LXD 2.0.2 release announcement¶
30th of May 2016
This is the second bugfix release for LXD 2.0 and its first security update.
Robie Basak noticed that after setting up a loop based ZFS pool through "lxd init"
the resulting file (/var/lib/lxd/zfs.img) was world readable.
This would allow any user on the system, and a potential attacker to copy and
then read the data of any LXD container, regardless of file permissions inside the container.
LXD 2.0.2 fixes the "lxd init" logic to always set the mode of zfs.img to 0600.
Additionally a one-time upgrade step will trigger on first run and reset any existing
zfs.img mode to be 0600.
If you manage an affected system and suspect an unauthorized user may have accessed
the zfs.img file, you should consider replacing any secret that was stored in the
affected containers (private keys and similar credentials).
Robie Basak noticed that when switching an unprivileged container (default, security.privileged=false)
into privileged mode (by setting security.privileged to true), the container rootfs is properly
remapped but the container directory itself (/var/lib/lxd/containers/XYZ) remains at 0755.
This is a problem because it allows an unprivileged user on the host to access any world readable path
under /var/lib/lxd/containers/XYZ which may include setuid binaries.

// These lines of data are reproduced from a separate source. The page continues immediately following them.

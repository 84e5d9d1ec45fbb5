use std::time::Duration;

use memocache_service::backend::{Backend, BackendError, HttpBackend, Payload};
use memocache_service::config::BackendConfig;
use memocache_service::identity::UserId;
use memocache_service::keys::ResourceKind;
use memocache_test::BackendServer;

use crate::utils::backend_config;

async fn fetch_insights(backend: &HttpBackend, user: &str) -> Result<Payload, BackendError> {
    backend
        .fetch(ResourceKind::Insights, &UserId::new(user))
        .await
}

#[tokio::test]
async fn test_fetch_resource() {
    memocache_test::setup();
    let server = BackendServer::new();
    let backend = HttpBackend::new(&backend_config(&server)).unwrap();

    let payload = backend
        .fetch(ResourceKind::Recommendations, &UserId::new("u1"))
        .await
        .unwrap();

    assert_eq!(payload["kind"], "recommendations");
    assert_eq!(payload["user"], "u1");
    assert_eq!(server.hits("/recommendations/u1"), 1);
}

#[tokio::test]
async fn test_fetch_errors() {
    memocache_test::setup();
    let server = BackendServer::new();
    let backend = HttpBackend::new(&backend_config(&server)).unwrap();

    assert_eq!(
        fetch_insights(&backend, "missing").await,
        Err(BackendError::NotFound)
    );
    assert_eq!(
        fetch_insights(&backend, "fail1").await,
        Err(BackendError::Status {
            status: 500,
            details: "backend exploded".into()
        })
    );
    assert!(matches!(
        fetch_insights(&backend, "garbage").await,
        Err(BackendError::Malformed(_))
    ));
    assert_eq!(server.accesses(), 3);
}

#[tokio::test]
async fn test_request_timeout() {
    memocache_test::setup();
    let server = BackendServer::new();
    let config = BackendConfig {
        timeout: Duration::from_millis(50),
        ..backend_config(&server)
    };
    let backend = HttpBackend::new(&config).unwrap();

    let result = backend
        .fetch(ResourceKind::Insights, &UserId::new("slow"))
        .await;
    assert_eq!(result, Err(BackendError::Timeout(Duration::from_millis(50))));
}

#[tokio::test]
async fn test_unreachable_backend() {
    memocache_test::setup();
    let url = {
        let server = BackendServer::new();
        server.url("/")
    };
    // Give the aborted server task a chance to release its socket.
    tokio::task::yield_now().await;

    let config = BackendConfig {
        url,
        connect_timeout: Duration::from_millis(500),
        timeout: Duration::from_secs(1),
    };
    let backend = HttpBackend::new(&config).unwrap();

    let result = backend
        .fetch(ResourceKind::Insights, &UserId::new("u1"))
        .await;
    assert!(result.is_err());
}
//! Exposes the command line application.
use std::path::{Path, PathBuf};
use std::sync::Arc;

use anyhow::{Context, Result};
use clap::{Parser, Subcommand};
use futures::future::try_join_all;
use memocache_service::backend::Payload;
use memocache_service::bootstrap;
use memocache_service::config::Config;
use memocache_service::identity::{SessionToken, StaticIdentities};
use memocache_service::keys::ResourceKind;

/// Memocache commands.
#[derive(Debug, Subcommand)]
enum Command {
    /// Fetch a resource through the cache and print it as JSON.
    Fetch {
        /// One of `insights`, `predictions` or `recommendations`.
        kind: ResourceKind,

        /// The session to fetch for. It must be listed under `sessions` in the config.
        #[arg(long, short)]
        session: String,

        /// The number of concurrent requests to make.
        #[arg(long, default_value_t = 1)]
        repeat: usize,
    },
}

/// Command line interface parser.
#[derive(Debug, Parser)]
#[command(name = "memocache-service", version)]
struct Cli {
    /// Path to your configuration file.
    #[arg(long, short, global = true, value_name = "FILE")]
    config: Option<PathBuf>,

    #[command(subcommand)]
    command: Command,
}

impl Cli {
    /// Returns the path to the configuration file.
    fn config(&self) -> Option<&Path> {
        self.config.as_deref()
    }
}

/// Runs the main application.
pub fn execute() -> Result<()> {
    let cli = Cli::parse();
    let config = Config::get(cli.config()).context("failed loading config")?;

    // SAFETY: The runtime is only created below, so this is still single-threaded.
    let _sentry = unsafe { bootstrap::init(&config) }?;

    let runtime = tokio::runtime::Builder::new_multi_thread()
        .enable_all()
        .build()
        .context("failed to create the runtime")?;

    match cli.command {
        Command::Fetch {
            kind,
            session,
            repeat,
        } => {
            let session = SessionToken::new(session);
            let payload = runtime.block_on(fetch(&config, kind, &session, repeat))?;
            println!("{}", serde_json::to_string_pretty(&*payload)?);
        }
    }

    Ok(())
}

/// Requests `kind` for `session` `repeat` times at once and returns the resource.
async fn fetch(
    config: &Config,
    kind: ResourceKind,
    session: &SessionToken,
    repeat: usize,
) -> Result<Payload> {
    let identities = StaticIdentities::from_sessions(&config.sessions);
    let (service, purge) = bootstrap::start_service(config, Arc::new(identities))?;

    let requests = (0..repeat.max(1)).map(|_| service.get(session, kind));
    let result = try_join_all(requests).await;

    if let Some(purge) = purge {
        purge.abort();
    }

    let payloads = result.with_context(|| format!("failed to fetch {kind}"))?;
    tracing::info!(cache = ?service.cache(), requests = payloads.len(), "Fetched {}", kind);

    payloads.into_iter().next().context("no request was made")
}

Such setuid binaries could then be used on the host to access otherwise unaccessible data
or to escalate one's privileges.
LXD 2.0.2 fixes this behavior by making sure all privileged containers are always root-owned and have
their mode set to 0700 to prevent traversal by unprivileged users.
Additionally a one-time upgrade step will trigger on first run and reset any existing privileged containers'
ownership and mode to root:root 0700
The release tarballs can be found on our download page.